I certainly won’t be making any New Year’s Resolutions and will have no one to kiss at midnight because my boyfriend of 3 years will be at work. I will be quietly toasting in the New Year with some form of soft drink (no alcohol allowed whilst on meds) and feeling very flat about the non-event that I should apparently be celebrating. New Year seems to bring with it a time for contemplation of where we are now and where we’ve been in years gone by. I mentioned a lot of this in my last post but am still thinking about where my life has taken me and where I may still get to go. I’m very thankful that I don’t buy into the idea of New Year – New Start or that how your year starts will dictate the rest of it. Last year I toasted in the New Year with two ear infections and a perforated ear drum but I was pretty much the happiest I’ve ever been. I’d been living with my boyfriend for 4 months, work was going really well and I was loving it, I had interviews lined up for a permanent job there, my family life had settled down and I was able to do all of the things I wanted and had an active social life. Little did I know that 3 months later I’d be struck down with an anxiety disorder that has totally crippled my life and turned it upside down. My social circle has become extremely limited ; my life is pretty much restricted to my two bedroom flat and occasionally visiting my dad and my grandparents because their homes are very familiar places to me; and I’ve not worked in over 9 months. This year I will be starting 2015 with an anxiety disorder. But I will also be starting it with a few, very close and supportive members of my family and friends, a blog that had over 1000 hits in the first month and a successful small business that I set up selling items made with a skill I only taught myself in May (if you’re interested I sell crocheted items and greetings cards at Lucy Locket Crafts on Facebook). I simply intend to keep challenging the anxiety where I can and to learn as many new skills as possible while I’ve got the chance.

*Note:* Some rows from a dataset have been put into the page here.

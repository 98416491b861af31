//! Per-user daily quota reporting.
//!
//! Reports usage since midnight UTC together with the user's tier. It never
//! rejects a request; the serving layer compares the figures against the
//! configured ceilings, optionally through [`Quota::evaluate`].

use serde::Serialize;
use std::sync::Arc;

use crate::auth::Caller;
use crate::clock::Clock;
use crate::config::QuotaLimits;
use crate::error::Result;
use crate::models::{SubscriptionStatus, Tier};
use crate::profiles::ProfileStore;
use crate::usage::UsageMeter;

#[derive(Debug, Clone, PartialEq, Eq, Serialize)]
pub struct Quota {
    pub user_id: String,
    pub tier: Tier,
    pub subscription_status: SubscriptionStatus,
    pub requests_today: i64,
    pub tokens_today: i64,
}

#[derive(Debug, Clone, Copy, PartialEq, Eq, Serialize)]
#[serde(tag = "decision", rename_all = "snake_case")]
pub enum QuotaDecision {
    Within {
        requests_remaining: i64,
        tokens_remaining: i64,
    },
    RequestsExceeded,
    TokensExceeded,
}

impl Quota {
    pub fn evaluate(&self, limits: &QuotaLimits) -> QuotaDecision {
        if self.requests_today >= limits.requests_per_day {
            QuotaDecision::RequestsExceeded
        } else if self.tokens_today >= limits.tokens_per_day {
            QuotaDecision::TokensExceeded
        } else {
            QuotaDecision::Within {
                requests_remaining: limits.requests_per_day - self.requests_today,
                tokens_remaining: limits.tokens_per_day - self.tokens_today,
            }
        }
    }
}

#[derive(Clone)]
pub struct QuotaService {
    profiles: ProfileStore,
    usage: UsageMeter,
    clock: Arc<dyn Clock>,
}

impl QuotaService {
    pub fn new(profiles: ProfileStore, usage: UsageMeter, clock: Arc<dyn Clock>) -> Self {
        Self {
            profiles,
            usage,
            clock,
        }
    }

    /// Today's usage for `user_id`. A user without a profile or without
    /// usage rows gets the free/inactive defaults and zero counts.
    pub async fn get_quota(&self, caller: &Caller, user_id: &str) -> Result<Quota> {
        caller.require_owner(user_id)?;

        let (tier, subscription_status) = match self.profiles.find(user_id).await? {
            Some(p) => (p.tier, p.subscription_status),
            None => (Tier::Free, SubscriptionStatus::Inactive),
        };
        let totals = self
            .usage
            .totals_since(user_id, self.clock.start_of_day_millis())
            .await?;

        Ok(Quota {
            user_id: user_id.to_string(),
            tier,
            subscription_status,
            requests_today: totals.requests,
            tokens_today: totals.tokens,
        })
    }
}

I will not be making any resolutions because in my opinion they just set you up to fail. I have no specific goals for the year and I have no idea what the future holds so instead I’ll share with you my life’s goal. If I do nothing else with my life but this then I’ll die happy. I want to make a difference to others. When I’m gone I want everyone to say that I made a difference, that I helped change a life, that I was there when no one else was. I want to help those who are like me, who suffer from mental illness, who aren’t listened to, treated, cared for, or understood. I want to get programs set up in school so that we can stop the next generation from developing as many conditions as we see now. I want to help teach children coping strategies so that they’re equipped to deal with stress and change instead of crumbling under pressure like I, and so many others around me do. I want to make people aware of mental illness, of the signs, the symptoms, the help and treatment available, the struggles and the shame. I want to make people understand what it’s like, how they make it worse and how they can help make it better. I want to reduce stigma so that in the future, those with mental illnesses only have to fight the symptoms, not society’s ignorance and judgement. I want to make life different for the mentally ill. That’s way too big to be a resolution, it’s far too important to fail at after a month and it can’t possibly be achieved within a year. In my opinion, the notion that the “slate” is wiped clean at the beginning and end of every year is just nonsensical and you don’t get to “turn over a new leaf” just because the year has changed. Make goals and work towards them, if you go wrong, get yourself back on the right path. Everything I do at the moment is working towards getting myself better so that I can finally go out and help others like me. I will not be miraculously cured as the clock strikes midnight tonight, I won’t suddenly have the motivation I need to shift the extra 3st of weight I’m carrying and I won’t have a personality transplant that stops me from swearing ever again. I will simply continue to work towards my goals, clambering over the obstacles in my path and making sure that I carry on doing everything I can to make a difference to others. A New Year, A New Start? Not Bloody Likely!!!!!